-------- THE RECORDS

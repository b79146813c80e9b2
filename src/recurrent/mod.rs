//! Time-unrolled execution of a step-net: input aliasing via tensor views,
//! per-timestep scratch workspaces and backward gradient accumulation.

pub mod ops;

use std::sync::Arc;

use anyhow::{anyhow, Result};

use crate::error::RunError;
use crate::tensor::{DType, Tensor};
use crate::types::DeviceOption;
use crate::workspace::Workspace;

pub use ops::StepWorkspaces;

#[derive(Debug, Clone)]
pub struct Param {
    pub param: String,
    pub grad: String,
    pub acc_grad: String,
}

#[derive(Debug, Clone)]
pub struct RecurrentInput {
    pub state: String,
    pub input: String,
    pub size: usize,
}

#[derive(Debug, Clone)]
pub struct RecurrentGradient {
    pub param: String,
    pub grad: String,
    pub external_grad: Option<String>,
    pub offset: usize,
}

#[derive(Debug, Clone)]
pub struct OffsetAlias {
    pub src: String,
    pub dst: String,
    pub offset: i64,
}

#[derive(Debug, Clone)]
pub struct Scratch {
    pub name: String,
    pub size_per_step: usize,
}

#[derive(Debug, Clone)]
pub struct Link {
    pub internal: String,
    pub external: String,
    pub offset: i64,
    pub window: usize,
}

/// Alias `dst` to a suffix of `src` along the time axis. A negative offset
/// counts from the end; the view spans the remaining timesteps.
pub fn apply_offset_alias(alias: &OffsetAlias, ws: &Workspace) -> Result<()> {
    crate::trace!(
        "aliasing {} to {} at offset {}",
        alias.src,
        alias.dst,
        alias.offset
    );
    let src_blob = ws.require_blob(&alias.src)?;
    let src = src_blob
        .lock()
        .expect("blob lock poisoned")
        .get::<Tensor>()?
        .clone();
    if src.is_empty() {
        return Err(RunError::ShapeMismatch(format!(
            "alias source {} is empty",
            alias.src
        ))
        .into());
    }
    let dim0 = src.dim(0) as i64;
    let start = if alias.offset >= 0 {
        alias.offset
    } else {
        dim0 + alias.offset
    };
    let num = dim0 - start;
    if num < 1 {
        return Err(RunError::ShapeMismatch(format!(
            "alias {} -> {}: invalid number of timesteps {}",
            alias.src, alias.dst, num
        ))
        .into());
    }
    let view = src.view_dim0(start as usize, num as usize)?;
    ws.create_blob(&alias.dst)
        .lock()
        .expect("blob lock poisoned")
        .set(view);
    Ok(())
}

/// Size the state tensor to `(T + 1, B, size)` and copy the initial state
/// into the prefix row.
pub fn initialize_recurrent_input(
    ri: &RecurrentInput,
    seq_len: usize,
    batch: usize,
    ws: &Workspace,
) -> Result<()> {
    let input_blob = ws.require_blob(&ri.input)?;
    let input = input_blob
        .lock()
        .expect("blob lock poisoned")
        .get::<Tensor>()?
        .clone();
    if input.ndim() != 3 || input.dim(0) != 1 || input.dim(1) != batch || input.dim(2) != ri.size {
        return Err(RunError::ShapeMismatch(format!(
            "recurrent input {} has shape {:?}, expected (1, {}, {})",
            ri.input,
            input.shape(),
            batch,
            ri.size
        ))
        .into());
    }
    let mut state = Tensor::new(
        input.dtype(),
        vec![seq_len + 1, batch, ri.size],
        input.device(),
    );
    state.raw_bytes_mut()[..input.nbytes()].copy_from_slice(input.raw_bytes());
    ws.create_blob(&ri.state)
        .lock()
        .expect("blob lock poisoned")
        .set(state);
    Ok(())
}

/// Allocate a `(T, B, size_per_step)` scratch tensor in the shared
/// sub-workspace.
pub fn initialize_scratch(scratch: &Scratch, seq_len: usize, batch: usize, ws: &Workspace) {
    crate::trace!("initializing scratch {}", scratch.name);
    let tensor = Tensor::new(
        DType::F32,
        vec![seq_len, batch, scratch.size_per_step],
        DeviceOption::cpu(),
    );
    ws.create_blob(&scratch.name)
        .lock()
        .expect("blob lock poisoned")
        .set(tensor);
}

/// Bind `internal` to the window `[t + offset, t + offset + window)` of
/// `external`. The view aliases the external bytes.
pub fn apply_link(link: &Link, t: usize, ws: &Workspace) -> Result<()> {
    crate::trace!(
        "linking {} to {} at offset {}",
        link.internal,
        link.external,
        link.offset
    );
    let external_blob = ws.require_blob(&link.external)?;
    let external = external_blob
        .lock()
        .expect("blob lock poisoned")
        .get::<Tensor>()?
        .clone();
    if external.is_empty() {
        return Err(RunError::ShapeMismatch(format!(
            "link external {} is empty",
            link.external
        ))
        .into());
    }
    let start = t as i64 + link.offset;
    if start < 0 {
        return Err(RunError::ShapeMismatch(format!(
            "link {}: negative start {}",
            link.internal, start
        ))
        .into());
    }
    let view = external.view_dim0(start as usize, link.window)?;
    ws.create_blob(&link.internal)
        .lock()
        .expect("blob lock poisoned")
        .set(view);
    Ok(())
}

/// Write the current timestep into its scalar blob.
pub fn set_timestep(ws: &Workspace, name: &str, t: usize) {
    ws.create_blob(name)
        .lock()
        .expect("blob lock poisoned")
        .set(Tensor::from_vec(vec![t as i32]));
}

/// dst += src, elementwise f32.
pub fn accumulate(dst: &mut Tensor, src: &Tensor) -> Result<()> {
    if dst.shape() != src.shape() {
        return Err(RunError::ShapeMismatch(format!(
            "accumulate: {:?} vs {:?}",
            dst.shape(),
            src.shape()
        ))
        .into());
    }
    let values = src.as_slice::<f32>()?.to_vec();
    let out = dst.as_mut_slice::<f32>()?;
    for (o, v) in out.iter_mut().zip(values) {
        *o += v;
    }
    Ok(())
}

/// dst[dst_row] += src[src_row] along axis 0, elementwise f32.
pub fn accumulate_rows(
    dst: &mut Tensor,
    dst_row: usize,
    src: &Tensor,
    src_row: usize,
) -> Result<()> {
    let row_elems = dst.size_from_dim(1);
    if src.size_from_dim(1) != row_elems {
        return Err(RunError::ShapeMismatch(format!(
            "accumulate_rows: per-step sizes differ: {:?} vs {:?}",
            dst.shape(),
            src.shape()
        ))
        .into());
    }
    let values = src.view_dim0(src_row, 1)?.as_slice::<f32>()?.to_vec();
    let mut dst_view = dst.view_dim0(dst_row, 1)?;
    let out = dst_view.as_mut_slice::<f32>()?;
    for (o, v) in out.iter_mut().zip(values) {
        *o += v;
    }
    Ok(())
}

/// Fetch a blob's tensor, cloning the handle (shared storage).
pub fn blob_tensor(ws: &Workspace, name: &str) -> Result<Tensor> {
    let blob = ws.require_blob(name)?;
    let guard = blob.lock().expect("blob lock poisoned");
    Ok(guard.get::<Tensor>()?.clone())
}

/// Run or lazily construct the step net inside a step workspace.
pub fn run_step_net(
    ws: &Arc<Workspace>,
    def: &crate::graph::NetDef,
) -> Result<()> {
    let net = match ws.get_net(&def.name) {
        Some(net) => net,
        None => ws.create_net(def)?,
    };
    net.run()
}

pub(crate) fn require_simple_step_net(def: &crate::graph::NetDef) -> Result<()> {
    if def.name.is_empty() {
        return Err(anyhow!(RunError::InvalidNet("step net must have a name".into())));
    }
    if def.net_type != "simple" {
        return Err(anyhow!(RunError::InvalidNet(format!(
            "step net {} must be simple, got {}",
            def.name, def.net_type
        ))));
    }
    Ok(())
}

----------------

ASSIGNMENT:
Please copy, exactly as written, every line in the listing above from the line with "pub fn blob_tensor(ws: &Workspace, name: &str)" up to and including the line with "fn require_simple_step_net(def: &crate::graph::NetDef)".

OUTPUT:
pub fn blob_tensor(ws: &Workspace, name: &str) -> Result<Tensor> {
    let blob = ws.require_blob(name)?;
    let guard = blob.lock().expect("blob lock poisoned");
    Ok(guard.get::<Tensor>()?.clone())
}

/// Run or lazily construct the step net inside a step workspace.
pub fn run_step_net(
    ws: &Arc<Workspace>,
    def: &crate::graph::NetDef,
) -> Result<()> {
    let net = match ws.get_net(&def.name) {
        Some(net) => net,
        None => ws.create_net(def)?,
    };
    net.run()
}

pub(crate) fn require_simple_step_net(def: &crate::graph::NetDef) -> Result<()> {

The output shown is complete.